Fountain of Moses in Piazza San Bernardo: history and top facts
Join Acea Waidy Wow on a journey to discover Rome's most beautiful water routes: water has always been one of the symbols of this magnificent city, and this connection is also shown by the many fountains and water points which can be found all over the center.
Halfway between Piazza Barberini and Termini Station, on the side of Piazza San Bernardo, is the Fountain of Moses. This imposing structure certainly does not go unnoticed: its particular history holds centuries of hate and love, poetry and acts of vandalism by the Roman population.
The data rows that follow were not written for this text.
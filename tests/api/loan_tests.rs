//! Loan Application API Tests

use axum::http::StatusCode;
use pretty_assertions::assert_eq;
use serde_json::json;

use crate::common::{body_bytes, json_body, today, TestApp};

#[tokio::test]
async fn test_full_lifecycle() {
    let app = TestApp::new();

    // Create with only the required fields
    let created = json_body(
        app.post_json("/api/loans", &json!({"applicantName": "Alice", "loanAmount": 10000}))
            .await,
        StatusCode::CREATED,
    )
    .await;
    assert_eq!(created["id"], 1);
    assert_eq!(created["status"], "PENDING");
    assert_eq!(created["applicationDate"], today().to_string());
    assert_eq!(created["loanAmount"].as_f64(), Some(10000.0));

    // Read it back
    let fetched = json_body(app.get("/api/loans/1").await, StatusCode::OK).await;
    assert_eq!(fetched, created);

    // Replace it
    let updated = json_body(
        app.put_json(
            "/api/loans/1",
            &json!({
                "applicantName": "Alice B",
                "loanAmount": 12000,
                "status": "APPROVED",
                "applicationDate": "2024-01-01"
            }),
        )
        .await,
        StatusCode::OK,
    )
    .await;
    assert_eq!(updated["id"], 1);
    assert_eq!(updated["applicantName"], "Alice B");
    assert_eq!(updated["loanAmount"].as_f64(), Some(12000.0));
    assert_eq!(updated["status"], "APPROVED");
    assert_eq!(updated["applicationDate"], "2024-01-01");

    // Delete it
    let response = app.delete("/api/loans/1").await;
    assert_eq!(response.status(), StatusCode::NO_CONTENT);
    assert!(body_bytes(response).await.is_empty());

    // Gone
    let response = app.get("/api/loans/1").await;
    assert_eq!(response.status(), StatusCode::NOT_FOUND);
    assert!(body_bytes(response).await.is_empty());
}

#[tokio::test]
async fn test_list_empty_returns_array() {
    let app = TestApp::new();

    let json = json_body(app.get("/api/loans").await, StatusCode::OK).await;

    assert_eq!(json, json!([]));
}

#[tokio::test]
async fn test_list_returns_all_records() {
    let app = TestApp::new();
    for (name, amount) in [("Alice", 1000), ("Bob", 2000), ("Carol", 3000)] {
        let response = app
            .post_json("/api/loans", &json!({"applicantName": name, "loanAmount": amount}))
            .await;
        assert_eq!(response.status(), StatusCode::CREATED);
    }

    let json = json_body(app.get("/api/loans").await, StatusCode::OK).await;

    let names: Vec<_> = json
        .as_array()
        .unwrap()
        .iter()
        .map(|loan| loan["applicantName"].as_str().unwrap().to_string())
        .collect();
    assert_eq!(names, vec!["Alice", "Bob", "Carol"]);
}

#[tokio::test]
async fn test_create_keeps_supplied_values_and_ignores_id() {
    let app = TestApp::new();

    let created = json_body(
        app.post_json(
            "/api/loans",
            &json!({
                "id": 77,
                "applicantName": "Dana",
                "loanAmount": 2500.75,
                "applicationDate": "2024-05-01",
                "status": "REJECTED",
                "email": "dana@example.com",
                "phoneNumber": "555-0199",
                "income": 48000,
                "creditScore": 640
            }),
        )
        .await,
        StatusCode::CREATED,
    )
    .await;

    let expected: serde_json::Value = serde_json::from_str(
        r#"{
            "id": 1,
            "applicantName": "Dana",
            "loanAmount": 2500.75,
            "applicationDate": "2024-05-01",
            "status": "REJECTED",
            "email": "dana@example.com",
            "phoneNumber": "555-0199",
            "income": 48000.00,
            "creditScore": 640
        }"#,
    )
    .unwrap();
    assert_eq!(created, expected);
}

#[tokio::test]
async fn test_amounts_round_trip_exactly() {
    let app = TestApp::new();
    let body = r#"{"applicantName": "Zed", "loanAmount": 12345678901234567.89, "income": 98765432109876543.21}"#;

    let created = json_body(app.post_raw("/api/loans", body).await, StatusCode::CREATED).await;
    assert_eq!(created["loanAmount"].to_string(), "12345678901234567.89");
    assert_eq!(created["income"].to_string(), "98765432109876543.21");

    // Sending the record back unchanged leaves the amounts untouched
    let updated = json_body(app.put_json("/api/loans/1", &created).await, StatusCode::OK).await;
    assert_eq!(updated, created);

    let fetched = json_body(app.get("/api/loans/1").await, StatusCode::OK).await;
    assert_eq!(fetched["loanAmount"].to_string(), "12345678901234567.89");
}

#[tokio::test]
async fn test_string_amount_is_accepted_exactly() {
    let app = TestApp::new();

    let created = json_body(
        app.post_json(
            "/api/loans",
            &json!({"applicantName": "Zed", "loanAmount": "12345678901234567.89"}),
        )
        .await,
        StatusCode::CREATED,
    )
    .await;

    assert_eq!(created["loanAmount"].to_string(), "12345678901234567.89");
}

#[tokio::test]
async fn test_amount_wider_than_column_is_storage_failure() {
    let app = TestApp::new();

    let response = app
        .post_raw(
            "/api/loans",
            r#"{"applicantName": "Zed", "loanAmount": 100000000000000000}"#,
        )
        .await;

    assert_eq!(response.status(), StatusCode::INTERNAL_SERVER_ERROR);
    assert!(body_bytes(response).await.is_empty());
    assert!(app.repository.is_empty());
}

#[tokio::test]
async fn test_create_with_empty_status_defaults_to_pending() {
    let app = TestApp::new();

    let created = json_body(
        app.post_json(
            "/api/loans",
            &json!({"applicantName": "Eve", "loanAmount": 500, "status": ""}),
        )
        .await,
        StatusCode::CREATED,
    )
    .await;

    assert_eq!(created["status"], "PENDING");
}

#[tokio::test]
async fn test_create_without_required_field_is_rejected() {
    let app = TestApp::new();

    let response = app
        .post_json("/api/loans", &json!({"applicantName": "Frank"}))
        .await;

    assert_eq!(response.status(), StatusCode::BAD_REQUEST);
    assert!(app.repository.is_empty());
}

#[tokio::test]
async fn test_update_clears_omitted_optional_fields() {
    let app = TestApp::new();
    app.post_json(
        "/api/loans",
        &json!({
            "applicantName": "Grace",
            "loanAmount": 9000,
            "email": "grace@example.com",
            "income": 61000,
            "creditScore": 720
        }),
    )
    .await;

    let updated = json_body(
        app.put_json(
            "/api/loans/1",
            &json!({
                "applicantName": "Grace",
                "loanAmount": 9000,
                "applicationDate": "2024-03-03",
                "status": "PENDING"
            }),
        )
        .await,
        StatusCode::OK,
    )
    .await;

    assert_eq!(updated["email"], json!(null));
    assert_eq!(updated["income"], json!(null));
    assert_eq!(updated["creditScore"], json!(null));
}

#[tokio::test]
async fn test_update_missing_record_is_not_found() {
    let app = TestApp::new();
    app.post_json("/api/loans", &json!({"applicantName": "Heidi", "loanAmount": 100}))
        .await;

    let response = app
        .put_json(
            "/api/loans/42",
            &json!({
                "applicantName": "Mallory",
                "loanAmount": 1,
                "applicationDate": "2024-01-01",
                "status": "APPROVED"
            }),
        )
        .await;
    assert_eq!(response.status(), StatusCode::NOT_FOUND);

    let untouched = json_body(app.get("/api/loans/1").await, StatusCode::OK).await;
    assert_eq!(untouched["applicantName"], "Heidi");
    assert_eq!(app.repository.len(), 1);
}

#[tokio::test]
async fn test_delete_missing_record_is_not_found() {
    let app = TestApp::new();
    app.post_json("/api/loans", &json!({"applicantName": "Ivan", "loanAmount": 100}))
        .await;

    let response = app.delete("/api/loans/2").await;

    assert_eq!(response.status(), StatusCode::NOT_FOUND);
    assert_eq!(app.repository.len(), 1);
}

#[tokio::test]
async fn test_ids_not_reused_after_delete() {
    let app = TestApp::new();
    app.post_json("/api/loans", &json!({"applicantName": "Judy", "loanAmount": 100}))
        .await;
    app.delete("/api/loans/1").await;

    let created = json_body(
        app.post_json("/api/loans", &json!({"applicantName": "Ken", "loanAmount": 200}))
            .await,
        StatusCode::CREATED,
    )
    .await;

    assert_eq!(created["id"], 2);
}

#[tokio::test]
async fn test_non_numeric_id_is_bad_request() {
    let app = TestApp::new();

    let response = app.get("/api/loans/abc").await;

    assert_eq!(response.status(), StatusCode::BAD_REQUEST);
}

#[tokio::test]
async fn test_preflight_allows_put_from_any_origin() {
    let app = TestApp::new();

    let response = app.preflight("/api/loans/1", "PUT", "http://frontend.test").await;

    assert_eq!(response.status(), StatusCode::OK);
    assert_eq!(response.headers()["access-control-allow-origin"], "*");
}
Let's learn the most interesting trivia about the majestic Fountain of Moses.
Fountain of Moses or dell’Acqua Felice?
Fountain of Moses is a nickname. The original name of this monument is Fontana dell’Acqua Felice, after the first modern-age Roman aqueduct: the Felice aqueduct.
On the other hand, the name Fountain of Moses comes from the solemn statue which is placed inside the central niche of the fountain: Moses with the Tablets of the Law.
The history of the Fountain of Moses
The Fontana dell’Acqua Felice was commissioned by Pope Sixtus V and built between 1585 and 1590. With this imposing monument, the pope had the dual aim of celebrating the creation of the Roman aqueduct and enriching an area of the capital, which at the time had no fountains.
Who designed the Fountain of Moses?
The design of the Fountain of Moses was entrusted to Domenico Fontana, brother of the famous architect Giovanni Fontana, credited also with the creation of the Acqua Paola Fountain.
Domenico's artistic flair, however, did not have any luck. Pope Sixtus V wanted to see the work completed as soon as possible, which caused a series of design flaws for which the fountain has always been mocked by the Roman people, even to the point of being vandalized on many occasions.
The structure of the Fountain of Moses
The fountain features three large niches: the side ones include two reliefs, while the central one houses the famous statue of Moses, after which the monument is named. At the top of the fountain are two small obelisks and a large dedicatory inscription.
Domenico Fontana was unable, perhaps because of Pope Sixtus V's haste, to replicate that structural harmony that characterizes the most beautiful Roman fountains, such as the Trevi Fountain or the Barcaccia.
The “ridiculous” Moses
At the center of the fountain, and also at the heart of the age-old polemic, is the sculpture of Moses, created by Leonardo Sormani and Prospero Antichi.
The two artists were inspired by the model made by Michelangelo, displayed in the Basilica of San Pietro in Vincoli. Besides being criticized for its stumpy and not very sinuous proportions, the statue presents a significant historical inaccuracy.
The figure points to the water miraculously flowing from the marble while holding the Tablets of the Law. However, Moses had not yet received the Tablets when the miracle of the waters happened. For these reasons, the statue was renamed the "Ridiculous Moses" by the Romans and is now so deeply rooted in popular culture that it received poems and pasquinades such as:
“Guardo con occhio torvo
l'acqua che sgorga ai pié
al danno che a lui fe'
uno scultor stordito”
("I look with a grim eye
the water gushing at my feet
while thinking horrified
at the harm that was done to him
by a dazed sculptor.")
“È buona l'acqua fresca e la fontana è bella
Con quel mostro di sopra però non è più quella
O tu, Sisto, che tanto tieni alla tua parola
Il nuovo Michelangelo impicca per la gola”
("It's good fresh water and the fountain is beautiful
however, with that monster above, it is no more;
O thou, Sixtus, who hold so dear your word
the new Michelangelo hang by the throat.")
The ancient decorative lions
Four ancient porphyry and marble lions, originally part of the Pantheon and the basilica of St. John Lateran, were used to decorate the basins of the fountain. The lions were vandalized several times over the centuries; for this reason, around 1845, the original statues were replaced by copies and kept in the Vatican Museums.